RECORDS FOR THE EXERCISE »
----------
use crate::surface::Surface;

/// Pixels with alpha above this value count as solid.
const ALPHA_THRESHOLD: u8 = 127;

/// Per-pixel opacity bitmap used for pixel-accurate collision tests.
#[derive(Clone, Debug, PartialEq, Eq)]
pub struct Mask {
    width: u32,
    height: u32,
    bits: Vec<bool>,
}

impl Mask {
    pub fn from_surface(surface: &Surface) -> Self {
        let (width, height) = surface.size();
        let mut bits = Vec::with_capacity((width * height) as usize);
        for y in 0..height {
            for x in 0..width {
                bits.push(surface.pixel(x, y).a > ALPHA_THRESHOLD);
            }
        }
        Self {
            width,
            height,
            bits,
        }
    }

    /// A mask with every pixel solid.
    #[cfg(test)]
    pub fn solid(width: u32, height: u32) -> Self {
        Self {
            width,
            height,
            bits: vec![true; (width * height) as usize],
        }
    }

    #[inline]
    pub fn width(&self) -> u32 {
        self.width
    }

    #[inline]
    pub fn height(&self) -> u32 {
        self.height
    }

    pub fn get(&self, x: u32, y: u32) -> bool {
        x < self.width && y < self.height && self.bits[(y * self.width + x) as usize]
    }

    #[cfg(test)]
    pub fn count(&self) -> usize {
        self.bits.iter().filter(|&&b| b).count()
    }

    /// Whether any solid pixel of `other`, placed with its top-left corner
    /// at (dx, dy) relative to this mask, coincides with a solid pixel here.
    pub fn overlaps(&self, other: &Mask, dx: i32, dy: i32) -> bool {
        let x0 = dx.max(0);
        let y0 = dy.max(0);
        let x1 = (self.width as i32).min(dx + other.width as i32);
        let y1 = (self.height as i32).min(dy + other.height as i32);
        if x0 >= x1 || y0 >= y1 {
            return false;
        }

        for y in y0..y1 {
            let row = (y * self.width as i32) as usize;
            let other_row = ((y - dy) * other.width as i32) as usize;
            for x in x0..x1 {
                if self.bits[row + x as usize] && other.bits[other_row + (x - dx) as usize] {
                    return true;
                }
            }
        }
        false
    }
}

#[cfg(test)]
mod tests {
    use super::*;
    use happybird_common::Color;

    #[test]
    fn alpha_threshold_decides_solidity() {
        let mut s = Surface::new(3, 1);
        s.set_pixel(0, 0, Color::new_rgba(0, 0, 0, 127));
        s.set_pixel(1, 0, Color::new_rgba(0, 0, 0, 128));
        s.set_pixel(2, 0, Color::RED);
        let mask = Mask::from_surface(&s);
        assert!(!mask.get(0, 0));
        assert!(mask.get(1, 0));
        assert!(mask.get(2, 0));
        assert_eq!(mask.count(), 2);
    }

    #[test]
    fn overlap_requires_shared_solid_pixel() {
        let a = Mask::solid(4, 4);
        let b = Mask::solid(2, 2);
        assert!(a.overlaps(&b, 3, 3));
        assert!(a.overlaps(&b, -1, -1));
        assert!(!a.overlaps(&b, 4, 0));
        assert!(!a.overlaps(&b, -2, 0));
    }

    #[test]
    fn transparent_pixels_never_collide() {
        // Only the right column of `a` is solid.
        let mut s = Surface::new(4, 4);
        s.fill_rect(3, 0, 1, 4, Color::RED);
        let a = s.mask();
        let b = Mask::solid(2, 2);
        assert!(!a.overlaps(&b, 0, 0));
        assert!(!a.overlaps(&b, 1, 2));
        assert!(a.overlaps(&b, 2, 2));
    }
}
----------
TASK ITEM »
The line with "let (width, height) = surface.size();" is the last to include; transcribe exactly every line from the top of the material above down to it.

WRITTEN REPLY »
use crate::surface::Surface;

/// Pixels with alpha above this value count as solid.
const ALPHA_THRESHOLD: u8 = 127;

/// Per-pixel opacity bitmap used for pixel-accurate collision tests.
#[derive(Clone, Debug, PartialEq, Eq)]
pub struct Mask {
    width: u32,
    height: u32,
    bits: Vec<bool>,
}

impl Mask {
    pub fn from_surface(surface: &Surface) -> Self {
        let (width, height) = surface.size();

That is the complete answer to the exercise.